Future articles will expand on the science and research justifying these nutritional recommendations, but this article will simply give an overview of suggested foods to buy, along with a list of items you should avoid. Although there are numerous other good choices out there, you can’t go wrong with the following suggestions. Combined with daily exercise, they are good for a long and healthy lifetime.
My criteria for food choices are health, taste, cost and convenience. The breakfast cereal choices are particularly good for digestibility less than two hours before a workout.
Breakfast – Quaker Oats Old Fashioned Oatmeal, Country Choice Organic Multi Grain Hot Cereal, Post Shredded Wheat Original, Post Great Grains Whole Grain Cereal with raisins, dates & pecans, Cheerios (regular flavor). Add a sliced banana, raisins, 1% milk, and fruit in season (strawberries, blueberries, raspberries, white or red seedless grapes) or canned pineapple chunks or peach slices (in their own juice, no sugar added). Glass of orange juice (can be diluted a bit).
Alternatives – Scrambled eggs or omelet with mushrooms, tomatoes, green pepper and cheese, along with whole wheat toast and fruit preserves. Whole grain pancakes with honey and fruit. These choices are not as quick to digest before a workout.
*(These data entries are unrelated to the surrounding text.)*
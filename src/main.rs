use anyhow::Result;
use clap::{Arg, ArgAction, Command};

pub fn build_cli() -> Command {
    Command::new("richfetch")
        .version(env!("CARGO_PKG_VERSION"))
        .about("A minimal and colorful system fetch utility")
        .disable_version_flag(true)
        .arg(
            Arg::new("version")
                .short('v')
                .short_alias('V')
                .long("version")
                .help("Print version information")
                .action(ArgAction::SetTrue),
        )
        .arg(
            Arg::new("show-public-ip")
                .long("show-public-ip")
                .help("Show public IP address (queries an external lookup service)")
                .action(ArgAction::SetTrue),
        )
        .arg(
            Arg::new("show-private-ip")
                .long("show-private-ip")
                .help("Show private IP address")
                .action(ArgAction::SetTrue),
        )
}

fn main() -> Result<()> {
    richfetch::init_logging();

    let matches = build_cli().get_matches();

    if matches.get_flag("version") {
        return richfetch::commands::version();
    }

    richfetch::commands::fetch(&matches)
}
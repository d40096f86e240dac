use crate::core::system_info::types::CpuSample;
use sysinfo::{CpuRefreshKind, RefreshKind, System, MINIMUM_CPU_UPDATE_INTERVAL};

pub fn collect() -> CpuSample {
    let refresh = RefreshKind::nothing().with_cpu(CpuRefreshKind::everything());
    let mut sys = System::new_with_specifics(refresh);

    // Usage is a delta between two refreshes
    sys.refresh_cpu_usage();
    std::thread::sleep(MINIMUM_CPU_UPDATE_INTERVAL);
    sys.refresh_cpu_usage();

    let brand = match sys.cpus().first() {
        Some(cpu) => cpu.brand().trim().to_string(),
        None => {
            log::warn!("No CPUs reported by the platform");
            get_fallback().brand
        }
    };

    CpuSample {
        brand,
        usage_percent: f64::from(sys.global_cpu_usage()),
    }
}

pub fn get_fallback() -> CpuSample {
    CpuSample {
        brand: "Unknown".to_string(),
        usage_percent: 0.0,
    }
}
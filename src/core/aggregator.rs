//! Turns collected metrics into the ordered display list.
//!
//! Row order is fixed: identity, OS, CPU name, CPU usage, temperature,
//! battery, session, uptime, memory, disk, private IP, public IP, footer.
//! Optional rows are skipped when their metric is absent.

use crate::core::severity::{classify_temperature, classify_usage};
use crate::core::system_info::provider::MetricsProvider;
use crate::core::system_info::types::{BatteryStatus, FetchOptions, FetchSnapshot, Usage};
use crate::core::system_info::{collect_snapshot, uptime};
use crate::error::Result;
use crate::ui::display::{DisplayList, DisplayRow, RowKind, Span};
use crate::utils::icons::{self, resolve_os_icon};
use colored::Color;
use std::io::Write;
use std::time::Duration;

/// Collect metrics from `provider` and build the display list.
/// Failed optional lookups are described on `diagnostics`.
pub fn aggregate<P, W>(
    provider: &P,
    options: &FetchOptions,
    now: i64,
    diagnostics: &mut W,
) -> Result<DisplayList>
where
    P: MetricsProvider + ?Sized,
    W: Write + ?Sized,
{
    let snapshot = collect_snapshot(provider, options, now, diagnostics)?;
    Ok(build_display_list(&snapshot))
}

pub fn build_display_list(snapshot: &FetchSnapshot) -> DisplayList {
    let mut list = DisplayList::new();

    list.push(DisplayRow::new(
        RowKind::Identity,
        Span::colored(icons::USER, Color::Green),
        vec![Span::colored(snapshot.user.display(), Color::Green)],
    ));

    let os_glyph = resolve_os_icon(&snapshot.os.icon_key);
    list.push(DisplayRow::new(
        RowKind::Os,
        Span::colored(os_glyph.symbol, os_glyph.color),
        vec![Span::plain(snapshot.os.display_name.clone())],
    ));

    list.push(DisplayRow::new(
        RowKind::CpuName,
        Span::colored(icons::CPU, Color::Blue),
        vec![Span::plain(snapshot.cpu.brand.clone())],
    ));

    let cpu_usage = snapshot.cpu.usage_percent;
    list.push(DisplayRow::new(
        RowKind::CpuUsage,
        Span::colored(icons::CPU, classify_usage(cpu_usage).color()),
        vec![Span::plain(format!("{:.1}%", cpu_usage))],
    ));

    list.push_some(snapshot.cpu_temperature.map(|celsius| {
        DisplayRow::new(
            RowKind::Temperature,
            Span::colored(icons::THERMOMETER, classify_temperature(celsius).color()),
            vec![Span::plain(format_temperature(celsius))],
        )
    }));

    list.push_some(snapshot.battery.as_ref().map(battery_row));

    list.push_some(snapshot.session.as_ref().map(|session| {
        DisplayRow::new(
            RowKind::Session,
            Span::colored(icons::SESSION, Color::Red),
            vec![Span::plain(session.clone())],
        )
    }));

    list.push(DisplayRow::new(
        RowKind::Uptime,
        Span::colored(icons::UPTIME, Color::Magenta),
        vec![Span::plain(format_uptime(snapshot.uptime))],
    ));

    list.push(usage_row(RowKind::Memory, icons::MEMORY, &snapshot.memory));

    list.push_some(
        snapshot
            .disk
            .as_ref()
            .map(|disk| usage_row(RowKind::Disk, icons::DISK, disk)),
    );

    list.push_some(snapshot.private_ip.map(|ip| {
        DisplayRow::new(
            RowKind::PrivateIp,
            Span::colored(icons::NETWORK, Color::Green),
            vec![Span::plain(ip.to_string())],
        )
    }));

    list.push_some(snapshot.public_ip.as_ref().map(|ip| {
        DisplayRow::new(
            RowKind::PublicIp,
            Span::colored(icons::NETWORK, Color::Green),
            vec![Span::plain(ip.clone())],
        )
    }));

    list.push(footer_row());

    list
}

fn battery_row(battery: &BatteryStatus) -> DisplayRow {
    let glyph = if battery.plugged {
        icons::BATTERY_CHARGING
    } else {
        icons::BATTERY_DISCHARGING
    };

    DisplayRow::new(
        RowKind::Battery,
        Span::colored(glyph, Color::Green),
        vec![Span::plain(format!("{}%", battery.rounded_percent()))],
    )
}

fn usage_row(kind: RowKind, glyph: &'static str, usage: &Usage) -> DisplayRow {
    DisplayRow::new(
        kind,
        Span::colored(glyph, classify_usage(usage.percent()).color()),
        vec![Span::plain(format_usage(usage))],
    )
}

fn footer_row() -> DisplayRow {
    let value = icons::FOOTER
        .iter()
        .map(|glyph| Span::colored(format!("{} ", glyph.symbol), glyph.color))
        .collect();

    DisplayRow::new(RowKind::Footer, Span::plain(" "), value)
}

/// Format uptime as whole hours and remaining whole minutes
pub fn format_uptime(uptime: Duration) -> String {
    let (hours, minutes) = uptime::split_hours_minutes(uptime);
    format!("{} hrs, {} mins", hours, minutes)
}

/// Format used/total capacity in GiB with the used percentage
pub fn format_usage(usage: &Usage) -> String {
    format!(
        "{:.2} / {:.2} GB ({:.2}%)",
        usage.used_gib(),
        usage.total_gib(),
        usage.percent()
    )
}

pub fn format_temperature(celsius: f64) -> String {
    format!("{:.1}{}", celsius, icons::DEGREES_CELSIUS)
}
Lunch – One or two slices of 100% whole wheat or whole grain bread (Arnold, Pepperidge Farm, Ezekiel 4:9) with Smucker’s All-Natural Peanut Butter), large glass of 1% milk and a banana (or an apple or orange). Daisy 2% low-fat cottage cheese, with raisins, topped with fruit (see breakfast choices). Drink choices include 100% juice products, slightly diluted, immediately after the workout, and later a 50-50 combination of Silk chocolate soy milk and 1% regular milk. Add several handfuls of nuts or seeds (Planters unsalted dry roasted peanuts, Trader Joe’s dry roasted & unsalted almonds or raw sunflower seeds) and a few dried plums (prunes).
The lunch choices are ideal for quick recovery after your main workout, including an ideal combination of protein, carbs and minerals.
Dinner – A combination of one or two protein sources, grains and vegetables. Protein sources include fish or shellfish (tuna, tilapia, flounder, salmon, scallops, etc.), all-natural boneless breast of chicken, tofu or hard-boiled eggs. Grains include Comet or Mahatma long-grained brown rice, Goya lentils or split peas. Starches include baked Yukon or white potatoes, sweet potatoes, yams. Vegetables include fresh carrot and celery sticks, fresh or frozen vegetables like broccoli, zucchini or yellow squash, peas, spinach, lima beans, green beans, Brussels sprouts, Swiss chard, tomatoes, cabbage or collards. Use canola oil when cooking the fish or chicken, or for adding substance and flavor to the vegetables or grain casseroles, and top with a bit of natural cheese. Eat with slice of toasted whole wheat bread.
Drinks – V-8 V-Fusion (regular flavors, but not Light or tea versions), Dole, Northland, Old Orchard, Welch’s or Trader Joe’s 100% juice combinations (acai, pomegranate, cranberry, blueberry, pineapple, etc.).
Desserts – If you have a late-evening sweet tooth, the following can satisfy those cravings, and are OK in moderation. Breyer’s or Harris Teeter all-natural ice cream, Dannon vanilla yogurt (32 ounce containers) with fresh fruit and raisins, Hershey’s Kisses (dark is healthier, but milk chocolate tastes better), Silk chocolate soy milk-1% milk combo.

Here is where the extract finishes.